Recognition and Analysis of a Host-Targeting Motif in the Genome of Fungus Magnaporthe Grisea

A highly conservative host-targeting motif composed of 4 amino acid residues, namely, RxLx was reported to be present only in virulence proteins of malarial parasites (Plasmodium species) and the oomycete avirulence(Avr) protein of Phytophthora. In the present study, we analyzed the secretory proteins of the rice blast fungus Magnaporthe grisea that were predicted by bioinformatics and comparative genomic tools to determine whether the RxLx motif is present in the secretory proteins. In 297 of 1270 secretory proteins, the RxLx motif was detected within a region of 100 amino acids downstream the N-terminal signal peptide cleavage sites.
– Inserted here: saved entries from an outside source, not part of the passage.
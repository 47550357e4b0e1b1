//! The indexer chain-data provider.
//!
//! For chains whose ABCI query surface does not expose the standard Cosmos
//! paths, the same information is derived from HTTP JSON indexers. Every
//! query tries the configured indexers in order and returns the first usable
//! answer. Queries with no indexer equivalent return `NotSupported` and the
//! caller skips that capability.

use async_trait::async_trait;
use reqwest_middleware::ClientWithMiddleware;
use serde_json::Value;
use tracing::debug;

use crate::models::{DenomMetadata, MonitorError, ProposalRef};
use crate::services::provider::{
	BaseCoin, ChainDataProvider, ChainInfo, IndexerSettings, RewardsCommission, SigningStatus,
	SlashingWindow, StakingPool, ValidatorRecord,
};

/// Indexer stake figures are reported in millionths.
const STAKE_SCALE: f64 = 1e6;

pub struct IndexerProvider {
	http: ClientWithMiddleware,
	settings: IndexerSettings,
}

impl IndexerProvider {
	pub fn new(http: ClientWithMiddleware, settings: IndexerSettings) -> Self {
		Self { http, settings }
	}

	/// GETs `path` from each indexer in turn, returning the first JSON body
	/// that arrives. Only errors out when every indexer failed.
	async fn get_json(&self, path: &str) -> Result<Value, MonitorError> {
		let mut last_err = MonitorError::NoEndpoints;
		for indexer in &self.settings.indexers {
			let url = format!("{indexer}{path}");
			let result: Result<Value, MonitorError> = async {
				let resp = self
					.http
					.get(&url)
					.send()
					.await
					.map_err(MonitorError::from)?
					.error_for_status()
					.map_err(MonitorError::from)?;
				resp.json().await.map_err(MonitorError::from)
			}
			.await;
			match result {
				Ok(v) => return Ok(v),
				Err(e) => {
					debug!("indexer {indexer} failed for {path}: {e}");
					last_err = e;
				}
			}
		}
		Err(last_err)
	}

	fn number(v: &Value) -> Option<f64> {
		match v {
			Value::Number(n) => n.as_f64(),
			Value::String(s) => s.parse().ok(),
			_ => None,
		}
	}
}

#[async_trait]
impl ChainDataProvider for IndexerProvider {
	async fn query_validator(&self) -> Result<ValidatorRecord, MonitorError> {
		let addr = &self.settings.validator_address;

		let state = self
			.get_json(&format!("/api/v1/pos/validator/state/{addr}"))
			.await?;
		let state_str = state
			.get("state")
			.and_then(Value::as_str)
			.unwrap_or_default()
			.to_ascii_lowercase();
		let bonded = state_str == "consensus" || state_str == "bonded";
		let jailed = state_str == "jailed";

		let mut record = ValidatorRecord {
			bonded,
			jailed,
			..Default::default()
		};

		if let Ok(meta) = self
			.get_json(&format!("/api/v1/pos/validator/metadata/{addr}"))
			.await
		{
			record.moniker = meta
				.pointer("/metadata/name")
				.or_else(|| meta.get("name"))
				.and_then(Value::as_str)
				.unwrap_or_default()
				.to_string();
		}

		if let Ok(stake) = self
			.get_json(&format!("/api/v1/pos/validator/stake/{addr}"))
			.await
		{
			if let Some(v) = stake.get("stake").map(Self::number).flatten() {
				record.tokens = v / STAKE_SCALE;
			}
		}

		if let Ok(commission) = self
			.get_json(&format!("/api/v1/pos/validator/commission/{addr}"))
			.await
		{
			record.commission_rate = commission
				.get("commissionRate")
				.map(Self::number)
				.flatten()
				.unwrap_or(0.0);
		}

		Ok(record)
	}

	async fn query_signing_info(&self, _valcons: &str) -> Result<SigningStatus, MonitorError> {
		Err(MonitorError::NotSupported("signing info"))
	}

	async fn query_slashing_params(&self) -> Result<SlashingWindow, MonitorError> {
		Err(MonitorError::NotSupported("slashing params"))
	}

	async fn query_pool(&self) -> Result<StakingPool, MonitorError> {
		let body = self.get_json("/api/v1/pos/voting-power").await?;
		let total = body
			.get("totalVotingPower")
			.map(Self::number)
			.flatten()
			.ok_or_else(|| MonitorError::Parse("voting-power response missing total".into()))?;
		Ok(StakingPool {
			bonded_tokens: total,
			not_bonded_tokens: 0.0,
		})
	}

	async fn query_rewards_commission(&self) -> Result<RewardsCommission, MonitorError> {
		let addr = &self.settings.validator_address;
		let body = self.get_json(&format!("/api/v1/pos/reward/{addr}")).await?;
		let amount = body
			.as_array()
			.and_then(|entries| entries.first())
			.and_then(|e| e.get("minDenomAmount"))
			.map(Self::number)
			.flatten()
			.unwrap_or(0.0);
		// indexers report accumulated commission only; self-delegation rewards
		// are not exposed
		Ok(RewardsCommission {
			rewards: Vec::new(),
			commission: vec![BaseCoin {
				denom: String::new(),
				amount,
			}],
		})
	}

	async fn query_denom_metadata(&self, _denom: &str) -> Result<DenomMetadata, MonitorError> {
		Err(MonitorError::NotSupported("denom metadata"))
	}

	async fn query_open_proposals(&self) -> Result<Vec<ProposalRef>, MonitorError> {
		let body = self
			.get_json("/api/v1/gov/proposal?status=votingPeriod")
			.await?;
		let results = body
			.get("results")
			.and_then(Value::as_array)
			.cloned()
			.unwrap_or_default();

		let mut proposals = Vec::with_capacity(results.len());
		for p in results {
			let Some(id) = p.get("id").map(Self::number).flatten() else {
				continue;
			};
			// the end time is epoch-derived and may be approximate or absent
			let voting_end_time = p
				.get("endTime")
				.and_then(Value::as_str)
				.and_then(|s| s.parse().ok());
			proposals.push(ProposalRef {
				proposal_id: id as u64,
				voting_end_time,
			});
		}
		Ok(proposals)
	}

	async fn query_has_voted(&self, proposal_id: u64) -> Result<bool, MonitorError> {
		let addr = &self.settings.validator_address;
		let body = self
			.get_json(&format!("/api/v1/gov/voter/{addr}/votes"))
			.await?;
		let votes = body.as_array().cloned().unwrap_or_default();
		Ok(votes.iter().any(|v| {
			v.get("proposalId")
				.map(Self::number)
				.flatten()
				.map(|id| id as u64 == proposal_id)
				.unwrap_or(false)
		}))
	}

	async fn query_chain_info(&self, _denom: &str) -> Result<ChainInfo, MonitorError> {
		Err(MonitorError::NotSupported("chain info"))
	}
}

#[cfg(test)]
mod tests {
	use super::*;
	use crate::utils::http::{build_client, HttpClientConfig};

	fn provider(servers: Vec<String>) -> IndexerProvider {
		IndexerProvider::new(
			build_client(&HttpClientConfig {
				max_retries: 0,
				..Default::default()
			}),
			IndexerSettings {
				validator_address: "tnam1val".into(),
				indexers: servers,
			},
		)
	}

	#[tokio::test]
	async fn validator_state_and_stake() {
		let mut server = mockito::Server::new_async().await;
		server
			.mock("GET", "/api/v1/pos/validator/state/tnam1val")
			.with_body(r#"{"state": "consensus"}"#)
			.create_async()
			.await;
		server
			.mock("GET", "/api/v1/pos/validator/metadata/tnam1val")
			.with_body(r#"{"metadata": {"name": "indexed-val"}}"#)
			.create_async()
			.await;
		server
			.mock("GET", "/api/v1/pos/validator/stake/tnam1val")
			.with_body(r#"{"stake": "5000000"}"#)
			.create_async()
			.await;
		server
			.mock("GET", "/api/v1/pos/validator/commission/tnam1val")
			.with_body(r#"{"commissionRate": "0.07"}"#)
			.create_async()
			.await;

		let p = provider(vec![server.url()]);
		let record = p.query_validator().await.unwrap();
		assert!(record.bonded);
		assert!(!record.jailed);
		assert_eq!(record.moniker, "indexed-val");
		assert_eq!(record.tokens, 5.0);
		assert_eq!(record.commission_rate, 0.07);
	}

	#[tokio::test]
	async fn failover_to_second_indexer() {
		let mut bad = mockito::Server::new_async().await;
		bad.mock("GET", "/api/v1/pos/voting-power")
			.with_status(500)
			.create_async()
			.await;
		let mut good = mockito::Server::new_async().await;
		good.mock("GET", "/api/v1/pos/voting-power")
			.with_body(r#"{"totalVotingPower": "123456"}"#)
			.create_async()
			.await;

		let p = provider(vec![bad.url(), good.url()]);
		let pool = p.query_pool().await.unwrap();
		assert_eq!(pool.bonded_tokens, 123_456.0);
	}

	#[tokio::test]
	async fn votes_lookup() {
		let mut server = mockito::Server::new_async().await;
		server
			.mock("GET", "/api/v1/gov/voter/tnam1val/votes")
			.with_body(r#"[{"proposalId": 7}, {"proposalId": 42}]"#)
			.expect(2)
			.create_async()
			.await;

		let p = provider(vec![server.url()]);
		assert!(p.query_has_voted(42).await.unwrap());
		assert!(!p.query_has_voted(1).await.unwrap());
	}

	#[tokio::test]
	async fn unsupported_queries_say_so() {
		let p = provider(vec!["http://127.0.0.1:1".into()]);
		assert!(matches!(
			p.query_slashing_params().await,
			Err(MonitorError::NotSupported(_))
		));
		assert!(matches!(
			p.query_chain_info("").await,
			Err(MonitorError::NotSupported(_))
		));
	}

	#[tokio::test]
	async fn open_proposals_parse_with_optional_end_time() {
		let mut server = mockito::Server::new_async().await;
		server
			.mock(
				"GET",
				mockito::Matcher::Regex(r"^/api/v1/gov/proposal.*$".to_string()),
			)
			.with_body(
				r#"{"results": [
					{"id": "12", "endTime": "2025-06-01T00:00:00Z"},
					{"id": "13"}
				]}"#,
			)
			.create_async()
			.await;

		let p = provider(vec![server.url()]);
		let proposals = p.query_open_proposals().await.unwrap();
		assert_eq!(proposals.len(), 2);
		assert_eq!(proposals[0].proposal_id, 12);
		assert!(proposals[0].voting_end_time.is_some());
		assert!(proposals[1].voting_end_time.is_none());
	}
}
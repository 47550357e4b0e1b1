//! File-backed persistence.

pub mod state;

pub use state::SavedState;
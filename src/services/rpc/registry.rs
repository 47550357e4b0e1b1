//! Public RPC discovery via the cosmos chain registry.
//!
//! When `public_fallback` is enabled for a chain, registry-listed RPC
//! endpoints are merged into the fleet as non-alerting extras. The list is
//! refreshed on startup and every twelve hours. Public endpoints are a last
//! resort; the wrong-chain check still applies to every one of them.

use std::sync::Arc;
use std::time::Duration;

use reqwest_middleware::ClientWithMiddleware;
use serde::Deserialize;
use tokio::sync::watch;
use tracing::{info, warn};

use crate::models::MonitorError;
use crate::services::rpc::EndpointFleet;

const REGISTRY_BASE: &str = "https://raw.githubusercontent.com/cosmos/chain-registry/master";
const REFRESH_INTERVAL: Duration = Duration::from_secs(12 * 3600);

#[derive(Debug, Deserialize)]
struct RegistryChain {
	#[serde(default)]
	chain_id: String,
	#[serde(default)]
	apis: RegistryApis,
}

#[derive(Debug, Default, Deserialize)]
struct RegistryApis {
	#[serde(default)]
	rpc: Vec<RegistryEndpoint>,
}

#[derive(Debug, Deserialize)]
struct RegistryEndpoint {
	address: String,
}

/// Best-effort guess of the registry directory for a chain id: the trailing
/// `-<number>` revision is dropped (`osmosis-1` -> `osmosis`).
pub fn registry_name(chain_id: &str) -> String {
	match chain_id.rsplit_once('-') {
		Some((name, rev)) if rev.chars().all(|c| c.is_ascii_digit()) => name.to_string(),
		_ => chain_id.to_string(),
	}
}

/// Fetches the registry RPC list for `chain_id`, returning only entries whose
/// registry file confirms the chain id.
pub async fn fetch_public_rpcs(
	http: &ClientWithMiddleware,
	chain_id: &str,
) -> Result<Vec<String>, MonitorError> {
	let name = registry_name(chain_id);
	let url = format!("{REGISTRY_BASE}/{name}/chain.json");
	let chain: RegistryChain = http
		.get(&url)
		.send()
		.await?
		.error_for_status()
		.map_err(MonitorError::from)?
		.json()
		.await
		.map_err(MonitorError::from)?;

	if chain.chain_id != chain_id {
		return Err(MonitorError::NotFound(format!(
			"registry entry {name} is for {}, not {chain_id}",
			chain.chain_id
		)));
	}

	Ok(chain
		.apis
		.rpc
		.into_iter()
		.map(|e| e.address.trim_end_matches('/').to_string())
		.filter(|a| a.starts_with("http://") || a.starts_with("https://"))
		.collect())
}

/// Keeps the fleet topped up with registry endpoints until shutdown.
pub async fn run_registry_refresh(
	fleet: Arc<EndpointFleet>,
	http: ClientWithMiddleware,
	mut shutdown: watch::Receiver<bool>,
) {
	let mut ticker = tokio::time::interval(REFRESH_INTERVAL);
	loop {
		tokio::select! {
			_ = shutdown.changed() => break,
			_ = ticker.tick() => {
				match fetch_public_rpcs(&http, fleet.chain_id()).await {
					Ok(urls) => {
						info!(
							"refreshed chain registry for {}: {} public endpoints",
							fleet.chain_id(),
							urls.len()
						);
						fleet.add_fallback_nodes(urls).await;
					}
					Err(e) => warn!("could not refresh chain registry for {}: {e}", fleet.chain_id()),
				}
			}
		}
	}
}

#[cfg(test)]
mod tests {
	use super::*;

	#[test]
	fn registry_name_strips_numeric_revision() {
		assert_eq!(registry_name("osmosis-1"), "osmosis");
		assert_eq!(registry_name("cosmoshub-4"), "cosmoshub");
		assert_eq!(registry_name("dydx-mainnet-1"), "dydx-mainnet");
		assert_eq!(registry_name("nochainrev"), "nochainrev");
	}
}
A comparison with the PEDANT database revealed that RxLx motif-containing proteins included enzymes for the degradation of plant cell wall components such as cellulose, endoxylanase, endoglucanase and cutinase hydrolase for degradation of plant cell membrane and cellular contents, this suggests that the RxLx motif-containing proteins probably functioned as virulence proteins and were primarily involved in interaction between the rice blast fungus and host cells. So, our results support the idea that the host -targeting motif (HTM) is a conserved transport machinery, which imply that divergent eukaryotic pathogens might share common mechanisms of pathogenicity. This research will provide useful materials to elucidate whether similar or distinct pathogenic secretion signlals in different eukaryotic pathogens and can be helpful to validate predicted function of the HTM in vivo.